The Range però non rappresenta un esempio di nerd o di musicista colto in senso tradizionale. Per una ragione molto elementare: la sua musica è in grado di evocare un immaginario ben definito, è strutturata e riflessa ma affatto asettica o emozionalmente irrilevante, limite diffuso dell’elettronica contemporanea anche di grande qualità (uno tra i molti Jon Hopkins).
È una poetica del disturbo e della corporeità quella di “Nonfiction”: le inserzioni ritmiche e vocali servono infatti essenzialmente ad inquietare la compostezza algebrica della narrazione musicale e a conferire ai singoli pezzi corpo e profondità, ad espandere i significati fino alla costruzione di un immaginario suburbano a metà tra la densità aggressiva dell’hip-hop e la desolazione glaciale della dubstep prima maniera.

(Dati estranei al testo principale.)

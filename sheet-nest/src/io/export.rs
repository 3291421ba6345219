use crate::config::SortStrategy;
use crate::io::ext_repr::{ExtNestSolution, ExtSheet};
use crate::nest::PartsNesting;

/// Exports a nesting out of the library
pub fn export(nesting: &PartsNesting, sort_strategy: SortStrategy) -> ExtNestSolution {
    let result = &nesting.result;
    ExtNestSolution {
        sort_strategy,
        sheet_count: result.sheet_count(),
        total_efficiency: result.total_efficiency,
        total_wasted_area: result.total_wasted_area,
        placed_count: result.placed_count(),
        unplaced_piece_count: result.unplaced_piece_count,
        sheets: result
            .sheets
            .iter()
            .map(|s| ExtSheet {
                index: s.index,
                efficiency: s.efficiency(),
                used_area: s.used_area,
                usable_area: s.usable_area,
                wasted_area: s.wasted_area(),
                placements: s.placements.clone(),
            })
            .collect(),
        unplaceable: result.unplaceable.clone(),
        invalid: nesting.invalid.clone(),
    }
}
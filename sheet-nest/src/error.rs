use thiserror::Error;

/// Errors that abort a nesting run.
///
/// Invalid or oversized parts are not errors, they are reported inside the result.
#[derive(Debug, Clone, PartialEq, Error)]
pub enum NestError {
    /// The sheet configuration leaves no room to place anything.
    #[error("invalid sheet configuration: {0}")]
    InvalidConfig(String),
}
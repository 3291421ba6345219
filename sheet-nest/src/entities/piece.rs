use crate::entities::ShapeKind;
use serde::{Deserialize, Serialize};

/// One physical unit of a [`PartSpec`](crate::PartSpec), reduced to its bounding box.
#[derive(Debug, Clone, PartialEq, Serialize, Deserialize)]
pub struct PlaceablePiece {
    /// Id of the part this piece was expanded from
    pub source_id: String,
    pub width: f64,
    pub height: f64,
    #[serde(default)]
    pub kind: ShapeKind,
}

impl PlaceablePiece {
    pub fn new(source_id: impl Into<String>, width: f64, height: f64) -> Self {
        Self {
            source_id: source_id.into(),
            width,
            height,
            kind: ShapeKind::Rectangle,
        }
    }

    /// Whether both width and height are positive and finite.
    pub fn has_valid_dimensions(&self) -> bool {
        [self.width, self.height]
            .iter()
            .all(|d| d.is_finite() && *d > 0.0)
    }

    pub fn area(&self) -> f64 {
        self.width * self.height
    }

    /// Width and height of the piece, swapped if `rotated`.
    pub fn oriented(&self, rotated: bool) -> (f64, f64) {
        match rotated {
            false => (self.width, self.height),
            true => (self.height, self.width),
        }
    }
}
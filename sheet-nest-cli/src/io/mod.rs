use std::fs;
use std::fs::File;
use std::io::{BufReader, BufWriter};
use std::path::Path;

use anyhow::{Context, Result};
use log::{LevelFilter, info, warn};
use serde::Serialize;
use sheet_nest::io::ext_repr::ExtNestInstance;
use svg::Document;

use crate::EPOCH;
use crate::config::NestCliConfig;

pub mod cli;
pub mod output;

pub fn read_instance(path: &Path) -> Result<ExtNestInstance> {
    let file = File::open(path)
        .with_context(|| format!("could not open instance file: {}", path.display()))?;
    let reader = BufReader::new(file);
    serde_json::from_reader(reader)
        .with_context(|| format!("could not parse instance file: {}", path.display()))
}

/// Reads the config file at `path`, or falls back to the default config if no path is given.
pub fn read_config(path: Option<&Path>) -> Result<NestCliConfig> {
    match path {
        None => {
            warn!("[MAIN] No config file provided, use --config-file to provide a custom config");
            Ok(NestCliConfig::default())
        }
        Some(path) => {
            let file = File::open(path)
                .with_context(|| format!("could not open config file: {}", path.display()))?;
            let reader = BufReader::new(file);
            serde_json::from_reader(reader).context("incorrect config file format")
        }
    }
}

pub fn write_json(json: &impl Serialize, path: &Path) -> Result<()> {
    let file = File::create(path)
        .with_context(|| format!("could not open solution file: {}", path.display()))?;
    let writer = BufWriter::new(file);
    serde_json::to_writer_pretty(writer, json)
        .with_context(|| format!("could not write solution file: {}", path.display()))?;

    info!(
        "Solution JSON written to file://{}",
        fs::canonicalize(path)?.to_string_lossy()
    );
    Ok(())
}

pub fn write_svg(document: &Document, path: &Path) -> Result<()> {
    svg::save(path, document)
        .with_context(|| format!("could not write svg file: {}", path.display()))?;
    info!(
        "Solution SVG written to file://{}",
        fs::canonicalize(path)?.to_string_lossy()
    );
    Ok(())
}

pub fn init_logger(level_filter: LevelFilter) -> Result<()> {
    fern::Dispatch::new()
        // Perform allocation-free log formatting
        .format(|out, message, record| {
            let handle = std::thread::current();
            let thread_name = handle.name().unwrap_or("-");

            let duration = EPOCH.elapsed();
            let sec = duration.as_secs() % 60;
            let min = (duration.as_secs() / 60) % 60;
            let hours = (duration.as_secs() / 60) / 60;

            let prefix = format!(
                "[{}] [{:0>2}:{:0>2}:{:0>2}] <{}>",
                record.level(),
                hours,
                min,
                sec,
                thread_name,
            );

            out.finish(format_args!("{prefix:<27}{message}"))
        })
        .level(level_filter)
        .chain(std::io::stdout())
        .apply()?;
    info!("time: {}", jiff::Timestamp::now());
    Ok(())
}
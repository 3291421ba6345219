use crate::entities::Sheet;
use serde::{Deserialize, Serialize};

/// Outcome of a nesting run.
#[derive(Debug, Clone, PartialEq, Serialize, Deserialize)]
pub struct NestingResult {
    /// Sheets in the order in which they were opened
    pub sheets: Vec<Sheet>,
    /// `Σ used_area / Σ usable_area` over all sheets, 0 if no sheet was opened
    pub total_efficiency: f64,
    /// `Σ (usable_area - used_area)` over all sheets
    pub total_wasted_area: f64,
    /// Ids of the parts of which at least one piece could not be placed on an empty sheet, in order of first failure
    pub unplaceable: Vec<String>,
    /// Number of pieces that were not placed
    pub unplaced_piece_count: usize,
}

impl NestingResult {
    pub fn sheet_count(&self) -> usize {
        self.sheets.len()
    }

    pub fn placed_count(&self) -> usize {
        self.sheets.iter().map(|s| s.placements.len()).sum()
    }

    pub fn used_area(&self) -> f64 {
        self.sheets.iter().map(|s| s.used_area).sum()
    }

    /// Whether every piece found a place
    pub fn is_complete(&self) -> bool {
        self.unplaceable.is_empty()
    }
}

Un insieme di temi e strumenti che trova il punto più alto, per rappresentazione totale ed espressione piena delle potenzialità di queste soluzioni, nella conclusiva “Metal Swing”: dalla strumentale prima parte fino all’incedere serrato del testo nella seconda si dispiega qui tutta la potenza di una formula davvero originale come quella trovata da James Hinton. Una delle canzoni dell’anno per un album chiave del 2013.